Considerando as normas destacadas acima, um novo modelo de
governança da informação, pode auxiliar a Administração Pública a continuar
implementando medidas que o acesso, a proteção e o uso adequado de informações,
dados e conhecimentos. Essa prática, independente do cenário sanitário, aponta
para a continuidade e o aprimoramento das experiências institucionais nessa
questão, colocando-se como uma chave para transpor a paralisia que pode ter
sérias consequências para o desenvolvimento de aspectos institucionais,
políticos e econômicos para o país.
Cabe perguntar mais uma vez – é possível construir um modelo
de governança da informação em tempos de COVID-19?
Se tomarmos como referência a legislação acima repertoriada
que indica que, ao longo da década passada, foram criados instrumentos
jurídicos cuja temática da informação e seu uso aparecem como centrais, a
resposta é positiva. Mas muitas outras questões ainda continuam em aberto. Que
práticas de tratamento da informação gestores públicos e privados vêm
desenvolvendo no dia a dia? Como informação, dados e conhecimentos se
entrelaçam? Para que uma organização usa os dados e informações que possui?
Como é possível transformar o conhecimento gerado a partir em um modelo de boas
práticas informacionais? (a literatura tem chamado de compliance
informacional)? Que valor essas boas práticas geram e como elas se replicam em
prol de um desenvolvimento social e econômico mais equitativo?

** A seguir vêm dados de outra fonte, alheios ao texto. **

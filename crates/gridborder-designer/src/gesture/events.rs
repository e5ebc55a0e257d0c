//! Input events consumed by the gesture state machine.

use std::time::Duration;

use super::timers::TimerId;
use crate::viewport::ScreenPoint;

/// Identifies one finger for the lifetime of a touch.
pub type TouchId = u64;

#[derive(Debug, Clone, Copy, PartialEq, Eq, Hash)]
pub enum PointerButton {
    Primary,
    Secondary,
    Middle,
}

/// Keyboard modifiers held during a pointer event.
#[derive(Debug, Clone, Copy, PartialEq, Eq, Hash, Default)]
pub struct Modifiers {
    pub shift: bool,
    pub ctrl: bool,
    pub alt: bool,
    pub meta: bool,
}

impl Modifiers {
    pub const NONE: Modifiers = Modifiers {
        shift: false,
        ctrl: false,
        alt: false,
        meta: false,
    };

    pub fn shift() -> Self {
        Self {
            shift: true,
            ..Self::NONE
        }
    }

    pub fn ctrl() -> Self {
        Self {
            ctrl: true,
            ..Self::NONE
        }
    }

    /// Ctrl, or Cmd on platforms where that is the command key.
    pub fn command(&self) -> bool {
        self.ctrl || self.meta
    }
}

/// A low-level input event. `at` is the time since the session started.
#[derive(Debug, Clone, Copy, PartialEq)]
pub enum InputEvent {
    PointerDown {
        position: ScreenPoint,
        button: PointerButton,
        modifiers: Modifiers,
        at: Duration,
    },
    PointerMove {
        position: ScreenPoint,
        at: Duration,
    },
    PointerUp {
        position: ScreenPoint,
        at: Duration,
    },
    PointerLeave {
        at: Duration,
    },
    /// Scroll wheel or trackpad scroll, in pixels.
    Wheel {
        position: ScreenPoint,
        delta_x: f64,
        delta_y: f64,
        modifiers: Modifiers,
        at: Duration,
    },
    TouchStart {
        id: TouchId,
        position: ScreenPoint,
        at: Duration,
    },
    TouchMove {
        id: TouchId,
        position: ScreenPoint,
        at: Duration,
    },
    TouchEnd {
        id: TouchId,
        at: Duration,
    },
    TouchCancel {
        at: Duration,
    },
    TimerFired {
        id: TimerId,
        at: Duration,
    },
}

impl InputEvent {
    pub fn at(&self) -> Duration {
        match *self {
            InputEvent::PointerDown { at, .. }
            | InputEvent::PointerMove { at, .. }
            | InputEvent::PointerUp { at, .. }
            | InputEvent::PointerLeave { at }
            | InputEvent::Wheel { at, .. }
            | InputEvent::TouchStart { at, .. }
            | InputEvent::TouchMove { at, .. }
            | InputEvent::TouchEnd { at, .. }
            | InputEvent::TouchCancel { at }
            | InputEvent::TimerFired { at, .. } => at,
        }
    }
}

Essas são perguntas que desafiam a realidade e podem sugerir
que a tarefa de estabelecer políticas de informação, combinando dimensões
legais, administrativas, de transparência ,motivação e finalidade é urgente,
seja para enfrentar as dificuldades do contexto atual, em que ameaças de
ampliação de vigilância e controle constituem cenários concretos; seja para
tempos em que políticas de informação bem estruturadas, claras e coordenadas
podem fazer a diferença, em termos geopolíticos e econômicos. na inserção do
país no cenário mundial.
Retomando Maquiavel, é necessário lembrar que a “fortuna”
nos deixa senhores de metade de nossas ações. O momento atual parece requerer
também “virtude” – esforços que ultrapassem os embates e coloquem de pé os
sólidos princípios estabelecidos no plano normativo, orientados para a promoção
do interesse público, independente da conjuntura.